My first thought was, “Google machine learning use cases in fintech”. So I did. The results were mostly about anomaly detection and fraud prevention. Great use cases for machine learning, but it is a bit of a solved problem. Given that this was a forum on AI in financial technology, I figured there would already be lots of talks from experts in anomaly detection.
One of Machine Box’s key use cases is face detection using only a single photo of a face to train upon. We already have a couple of customers using Facebox to verify people, so I figured I’d draw a link between that and securing in-person credit card transactions.
Yes, face recognition can be used to secure transactions, and I did end up talking about how you could accomplish this using Facebox and other methods, but I didn’t think it really spoke to the point of simplifying machine learning with better tools, which is what we’re all about.
If you follow my posts, then you know that I frequently use predicting the stock market as a prime example of how not to use machine learning. The stock market is a highly complex, multi-dimensional monstrosity of complexity and interdependencies. Not a good use case to try machine learning on.
But… what if you could predict the stock market with machine learning?
The first step in tackling something like this is to simplify the problem as much as possible. I decided to make it a two-class problem; given some input, the market either goes up or down. And I limited the market to the Dow Jones Industrial Average.
What would make a good input? I decided, somewhat arbitrarily, upon news headlines as the input. I would train a classification model on as many news headlines for a given day using natural language processing, sorting them into one of two classes; the market went up after the headlines, or, the market stayed the same or went down.
Now comes the most difficult part; gathering the data.
VERY fortunately, a quick Google search revealed
this excellent dataset. It is a giant table of news headlines, labeled with their the Dow Jones’ performance that day.
So, 5 minutes into the process, I had a glorious dataset and a plan. Next came the execution.
Because my developer skills are extremely limited, I decided to make life easy on myself and use this tool, which iterates through folders looking for labeled data, and then trains Classificationbox automatically. But in order to run it on files and folders, I had to first convert the dataset into many tiny text files containing the text of the headlines, and put them into folders labeled either 0 or 1, indicating upward or downward movement in the Dow Jones. This is the script I used to perform that probably unnecessary task for real developers.

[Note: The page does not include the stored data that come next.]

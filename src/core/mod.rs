//! Core, platform independent boot selection logic.

pub mod config;
pub mod dev;
pub mod repr;
pub mod service;
pub mod table;
//! Kernel packet filter setup for the listening socket.
//!
//! A raw socket bound to all protocols sees every frame on the interface;
//! the filter installed here narrows that to boot selection frames before
//! they ever reach user space.

use std;

use libc;

use core::repr::{
    eth_types,
    DATA_FRAME_LEN,
};
use {
    Error,
    Result,
};

// Classic BPF opcode fields, absent from the libc crate.
const BPF_LD: u16 = 0x00;
const BPF_H: u16 = 0x08;
const BPF_ABS: u16 = 0x20;
const BPF_JMP: u16 = 0x05;
const BPF_JEQ: u16 = 0x10;
const BPF_K: u16 = 0x00;
const BPF_RET: u16 = 0x06;

/// Byte offset of the ethertype field in an Ethernet header.
const ETHERTYPE_OFF: u32 = 12;

fn stmt(code: u16, k: u32) -> libc::sock_filter {
    libc::sock_filter {
        code,
        jt: 0,
        jf: 0,
        k,
    }
}

fn jump(code: u16, k: u32, jt: u8, jf: u8) -> libc::sock_filter {
    libc::sock_filter { code, jt, jf, k }
}

/// Accepts boot selection frames truncated to the larger of the two wire
/// frame sizes, and nothing else.
fn bootselect_program() -> [libc::sock_filter; 4] {
    [
        stmt(BPF_LD | BPF_H | BPF_ABS, ETHERTYPE_OFF),
        jump(
            BPF_JMP | BPF_JEQ | BPF_K,
            eth_types::BOOTSELECT as u32,
            0,
            1,
        ),
        stmt(BPF_RET | BPF_K, DATA_FRAME_LEN as u32),
        stmt(BPF_RET | BPF_K, 0),
    ]
}

fn reject_all_program() -> [libc::sock_filter; 1] {
    [stmt(BPF_RET | BPF_K, 0)]
}

fn attach(fd: libc::c_int, program: &[libc::sock_filter]) -> Result<()> {
    let fprog = libc::sock_fprog {
        len: program.len() as libc::c_ushort,
        filter: program.as_ptr() as *mut libc::sock_filter,
    };

    let rc = unsafe {
        libc::setsockopt(
            fd,
            libc::SOL_SOCKET,
            libc::SO_ATTACH_FILTER,
            &fprog as *const libc::sock_fprog as *const libc::c_void,
            std::mem::size_of::<libc::sock_fprog>() as libc::socklen_t,
        )
    };

    if rc == -1 {
        return Err(Error::IO(std::io::Error::last_os_error()));
    }

    Ok(())
}

/// Reads and discards everything currently queued on the socket.
fn drain(fd: libc::c_int) {
    let mut drain = [0 as u8; 1];

    loop {
        let read = unsafe {
            libc::recv(
                fd,
                drain.as_mut_ptr() as *mut libc::c_void,
                drain.len(),
                libc::MSG_DONTWAIT,
            )
        };

        if read == -1 {
            break;
        }
    }
}

/// Installs the boot selection filter on a raw socket.
///
/// A reject-everything program goes in first and the socket is drained under
/// it, so frames queued before any filter existed never reach the dispatch
/// loop. Any failure here must abort startup; an unfiltered raw socket would
/// flood the process with unrelated traffic.
pub fn install(fd: libc::c_int) -> Result<()> {
    attach(fd, &reject_all_program())?;
    drain(fd);
    attach(fd, &bootselect_program())
}
#[cfg(test)]
#[macro_use]
extern crate assert_matches;
extern crate byteorder;
extern crate libc;
#[macro_use]
extern crate log;

pub mod core;

#[cfg(target_os = "linux")]
pub mod linux;

#[derive(Debug)]
pub enum Error {
    /// Indicates an error where an address or account could not be resolved.
    Address,
    /// Indicates an error where a device is temporarily unable to transmit.
    Busy,
    /// Indicates an error where a buffer or field capacity was exceeded.
    Exhausted,
    /// Indicates an error where a frame or configuration line is malformed.
    Malformed,
    /// Indicates a situation where no data was available.
    Nothing,
    /// Indicates a generic IO error.
    IO(std::io::Error),
}

impl Error {
    /// Returns the process exit code for a fatal error, derived from the
    /// OS errno where one exists.
    pub fn exit_code(&self) -> i32 {
        match *self {
            Error::IO(ref err) => err.raw_os_error().unwrap_or(1),
            _ => 1,
        }
    }
}

impl From<std::io::Error> for Error {
    fn from(err: std::io::Error) -> Error {
        Error::IO(err)
    }
}

pub type Result<T> = std::result::Result<T, Error>;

Modifying this script for the dataset took about 10 minutes. Running it took less than 30 seconds. The next step is to run
Textclass on the folder with all the data in it. This will train Classificationbox with a random selection of 80% of the data. It will then verify the model with the remaining 20%.
The result; 54% accuracy.
Normally, an accuracy that low means your model isn’t useful. You need something like 80% to get to a place where the model starts to make sense for use in the real word. But when I told a room full of financial people that the model only had a 54% accuracy, I expected a chuckle, instead, I got very straight faces. A few seconds later, someone said, somewhat under their breath, “You could sell 4%”.
Perhaps. But my conclusion was that news headlines can’t predict the Dow Jones, at least, with the dataset I had. I highly recommend you give it a try and see what results you get. Maybe I made an error in my script!